Greenfield Lucy M, Hill Paul W, Paterson Eric, Baggs Elizabeth M, Jones Davey L
School of Natural Sciences, Bangor University, Gwynedd, LL57 2UW UK.
The James Hutton Institute, Craigiebuckler, Aberdeen, AB15 8QH UK.
Plant Soil. 2020;456(1):355-367. doi: 10.1007/s11104-020-04719-6. Epub 2020 Sep 23.
The capacity of plant roots to directly acquire organic nitrogen (N) in the form of oligopeptides and amino acids from soil is well established. However, plants have poor access to protein, the central reservoir of soil organic N. Our question is: do plants actively secrete proteases to enhance the breakdown of soil protein or are they functionally reliant on soil microorganisms to undertake this role?
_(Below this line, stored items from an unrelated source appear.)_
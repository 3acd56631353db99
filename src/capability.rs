//! Capability registry
//!
//! Maps the type names used in model documents to constructors. Each
//! transport type also declares a [`CapabilitySet`] describing what the
//! medium supports, so callers can query features without connecting.

use crate::config::SessionSettings;
use crate::device::{Device, DeviceError, DeviceFields};
use crate::transport::{
    BluetoothTransport, CanTransport, EthernetTransport, I2cTransport, SerialTransport,
    SocketTransport, SpiTransport, SshTransport, TelnetTransport, Transport, TransportError,
};
use parking_lot::Mutex;
use serde::{Deserialize, Serialize};
use serde_yaml::Mapping;
use std::collections::{BTreeMap, BTreeSet};
use std::fmt;
use std::sync::Arc;
use thiserror::Error;

/// Name of the built-in generic device type
pub const DEFAULT_DEVICE_TYPE: &str = "Device";

/// Transport capability flags
#[derive(Debug, Clone, Copy, PartialEq, Eq, Hash, PartialOrd, Ord, Serialize, Deserialize)]
pub enum Capability {
    // Data handling
    /// Supports binary data transmission
    Binary,
    /// Supports streaming data
    Streaming,
    /// Supports packet/message based communication
    PacketBased,
    /// Datagram delivery without ordering guarantees
    Datagram,
    /// I/O runs on a session thread behind queues
    Queued,

    // Connection features
    /// Supports connection timeout configuration
    ConfigurableTimeout,
    /// Supports keep-alive
    KeepAlive,

    // Flow control
    /// Supports hardware flow control
    HardwareFlowControl,
    /// Supports software flow control (XON/XOFF)
    SoftwareFlowControl,
    /// Supports break signal
    BreakSignal,
    /// Supports modem control lines (DTR/RTS/CTS/DSR)
    ModemLines,

    // Interactive features
    /// Supports interactive shell/terminal
    Interactive,
    /// Supports PTY allocation
    Pty,
    /// Supports one-shot remote commands
    CommandExec,

    // Security
    /// Connection is encrypted
    Encrypted,
    /// Supports password authentication
    PasswordAuth,
    /// Supports public key authentication
    KeyAuth,
    /// Supports agent authentication
    AgentAuth,

    // Protocol specific
    /// Supports Telnet option negotiation
    TelnetOptions,
    /// Supports BLE GATT
    BleGatt,
    /// Supports BLE notifications
    BleNotify,
    /// Supports BLE scanning
    BleScan,
    /// Receive side filters frames by identifier
    FrameFiltering,
    /// Full-duplex exchange in one call
    FullDuplexTransfer,
    /// Register addressed reads and writes
    RegisterAccess,

    // Serial specific
    /// Supports baud rate configuration
    BaudRate,
    /// Supports data bits configuration
    DataBits,
    /// Supports parity configuration
    Parity,
    /// Supports stop bits configuration
    StopBits,
}

/// Transport capability set
#[derive(Debug, Clone, Default, PartialEq, Eq, Serialize, Deserialize)]
pub struct CapabilitySet {
    capabilities: BTreeSet<Capability>,
    description: String,
}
Growing maize and wheat under sterile hydroponic conditions with and without inorganic N, we measured protease activity on the root surface (root-bound proteases) or exogenously in the solution (free proteases). We compared root protease activities to the rhizosphere microbial community to estimate the ecological significance of root-derived proteases.
We found little evidence for the secretion of free proteases, with almost all protease activity associated with the root surface. Root protease activity was not stimulated under N deficiency. Our findings suggest that cereal roots contribute one-fifth of rhizosphere protease activity.
Our results indicate that plant N uptake is only functionally significant when soil protein is in direct contact with root surfaces. The lack of protease upregulation under N deficiency suggests that root protease activity is unrelated to enhanced soil N capture.
植物根系直接从土壤中获取寡肽和氨基酸形式的有机氮的能力已得到充分证实。然而,植物难以获取土壤有机氮的主要储存库——蛋白质。我们的问题是:植物是主动分泌蛋白酶以促进土壤蛋白质的分解,还是在功能上依赖土壤微生物来承担这一作用?
在有无无机氮的无菌水培条件下种植玉米和小麦,我们测量了根表面的蛋白酶活性(根结合蛋白酶)或溶液中外源的蛋白酶活性(游离蛋白酶)。我们将根蛋白酶活性与根际微生物群落进行比较,以评估根源蛋白酶的生态意义。
我们几乎没有发现游离蛋白酶分泌的证据,几乎所有蛋白酶活性都与根表面相关。缺氮条件下根蛋白酶活性未受到刺激。我们的研究结果表明,谷类作物根系贡献了根际蛋白酶活性的五分之一。
我们的结果表明,只有当土壤蛋白质与根表面直接接触时,植物对氮的吸收才具有功能意义。缺氮条件下蛋白酶未上调表明根蛋白酶活性与增强土壤氮捕获无关。